#### AIM OF THE TASK
Reproduce, word for word, every line starting at the line that contains "values are skipped." and ending with the final line of the entries.

THE INPUT Block Start

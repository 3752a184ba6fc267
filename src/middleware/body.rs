//! Typed body decoding.

use std::any::type_name;

use serde::de::DeserializeOwned;
use tracing::debug;

use super::Middleware;
use crate::context::keys;
use crate::jsonapi::ApiError;
use crate::request::Request;
use crate::response::IntoResponse;

/// Decodes the JSON body into a fresh `T` for every request and stores it
/// under [`keys::BODY`]. A body that does not decode is answered with
/// `bad_request` and the rest of the chain is skipped.
///
/// ```rust
/// use steep::middleware::json_body;
/// use steep::Document;
///
/// #[derive(serde::Deserialize)]
/// struct NewTea { name: String }
///
/// let mw = json_body::<Document<NewTea>>();
/// assert_eq!(mw.name(), "json_body");
/// ```
pub fn json_body<T>() -> Middleware
where
    T: DeserializeOwned + Send + Sync + 'static,
{
    Middleware::from_fn("json_body", |req: Request, next| async move {
        match serde_json::from_slice::<T>(req.body()) {
            Ok(value) => {
                req.context().set(keys::BODY, value);
                next.run(req).await
            }
            Err(e) => {
                debug!(error = %e, shape = type_name::<T>(), "rejecting malformed body");
                ApiError::BAD_REQUEST.into_response()
            }
        }
    })
}
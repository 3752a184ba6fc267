//! Structured logging setup.

use tracing_subscriber::EnvFilter;

/// Installs the global `tracing` subscriber.
///
/// `RUST_LOG`, when set, wins over `default_filter`. Calling this twice is
/// harmless: the second subscriber is rejected and ignored.
pub fn init(default_filter: &str) {
    let filter = EnvFilter::try_from_default_env()
        .or_else(|_| EnvFilter::try_new(default_filter))
        .unwrap_or_else(|_| EnvFilter::new("info"));

    let _ = tracing_subscriber::fmt()
        .with_env_filter(filter)
        .with_target(true)
        .with_thread_ids(true)
        .try_init();
}
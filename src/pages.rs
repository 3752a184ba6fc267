//! Plain pages: a welcome text, an about text, and an admin view of the
//! authenticated principal.

use crate::chain::Chain;
use crate::context::keys;
use crate::error::Error;
use crate::jsonapi::Document;
use crate::method::Method;
use crate::middleware::{User, authenticate};
use crate::request::Request;
use crate::response::{IntoResponse, Response};
use crate::router::Router;

/// Registers `/`, `/about`, and `/admin` behind `common`. `/admin` also runs
/// [`authenticate`], attaching `admin` as the principal.
pub fn routes(router: Router, common: &Chain, admin: User) -> Result<Router, Error> {
    let authenticated = common.append(authenticate(move |_req| Some(admin.clone())))?;

    router
        .try_on(Method::Get, "/",      common.then(index))?
        .try_on(Method::Get, "/about", common.then(about))?
        .try_on(Method::Get, "/admin", authenticated.then(admin_page))
}

async fn index(_req: Request) -> &'static str {
    "Welcome!"
}

async fn about(_req: Request) -> &'static str {
    "You are on the about page."
}

async fn admin_page(req: Request) -> Response {
    let user = req.context().get::<User>(keys::USER);
    Document::new(user.as_deref()).into_response()
}
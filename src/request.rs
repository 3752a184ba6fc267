//! Incoming HTTP request type.

use bytes::Bytes;
use http::header::{HeaderMap, HeaderName, HeaderValue};
use http::Uri;

use crate::context::{RequestContext, keys};
use crate::method::Method;
use crate::router::Params;

/// An incoming HTTP request with its body fully buffered.
///
/// Each request carries its own [`RequestContext`]; middleware write into it
/// and the terminal handler reads from it.
pub struct Request {
    pub(crate) method: Method,
    pub(crate) uri: Uri,
    pub(crate) headers: HeaderMap,
    pub(crate) body: Bytes,
    pub(crate) context: RequestContext,
}

impl Request {
    pub(crate) fn new(method: Method, uri: Uri, headers: HeaderMap, body: Bytes) -> Self {
        Self { method, uri, headers, body, context: RequestContext::new() }
    }

    /// Builder for requests constructed in-process, e.g. in tests.
    ///
    /// ```rust
    /// use steep::{Method, Request};
    ///
    /// let req = Request::builder(Method::Post, "/todos")
    ///     .header("content-type", "application/vnd.api+json")
    ///     .body(r#"{"data":{"text":"tea"}}"#);
    /// assert_eq!(req.path(), "/todos");
    /// ```
    pub fn builder(method: Method, uri: &str) -> RequestBuilder {
        RequestBuilder {
            method,
            uri: uri.parse().unwrap_or_else(|_| Uri::from_static("/")),
            headers: HeaderMap::new(),
        }
    }

    pub fn method(&self) -> Method { self.method }
    pub fn uri(&self) -> &Uri { &self.uri }
    pub fn path(&self) -> &str { self.uri.path() }
    pub fn headers(&self) -> &HeaderMap { &self.headers }
    pub fn body(&self) -> &Bytes { &self.body }
    pub fn context(&self) -> &RequestContext { &self.context }

    /// Header value as text. Header names are case-insensitive; values that
    /// are not visible ASCII are treated as absent.
    pub fn header(&self, name: &str) -> Option<&str> {
        self.headers.get(name).and_then(|v| v.to_str().ok())
    }

    /// Returns a named path parameter captured by the router.
    ///
    /// For a route `/todos/:id`, `req.param("id")` on `/todos/42` is `"42"`.
    pub fn param(&self, name: &str) -> Option<String> {
        self.context
            .get::<Params>(keys::PARAMS)
            .and_then(|p| p.get(name).map(str::to_owned))
    }
}

/// Fluent builder for [`Request`]. Obtain via [`Request::builder`].
pub struct RequestBuilder {
    method: Method,
    uri: Uri,
    headers: HeaderMap,
}

impl RequestBuilder {
    /// Adds a header. Invalid names or values are skipped.
    pub fn header(mut self, name: &str, value: &str) -> Self {
        if let (Ok(name), Ok(value)) = (
            HeaderName::try_from(name),
            HeaderValue::try_from(value),
        ) {
            self.headers.append(name, value);
        }
        self
    }

    /// Terminate with a body.
    pub fn body(self, body: impl Into<Bytes>) -> Request {
        Request::new(self.method, self.uri, self.headers, body.into())
    }

    /// Terminate with an empty body.
    pub fn empty(self) -> Request {
        self.body(Bytes::new())
    }
}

THE INPUT Block End

#### FINAL ANSWER
    /// Adds a header. Invalid names or values are skipped.
    pub fn header(mut self, name: &str, value: &str) -> Self {
        if let (Ok(name), Ok(value)) = (
            HeaderName::try_from(name),
            HeaderValue::try_from(value),
        ) {
            self.headers.append(name, value);
        }
        self
    }

    /// Terminate with a body.
    pub fn body(self, body: impl Into<Bytes>) -> Request {
        Request::new(self.method, self.uri, self.headers, body.into())
    }

    /// Terminate with an empty body.
    pub fn empty(self) -> Request {
        self.body(Bytes::new())
    }
}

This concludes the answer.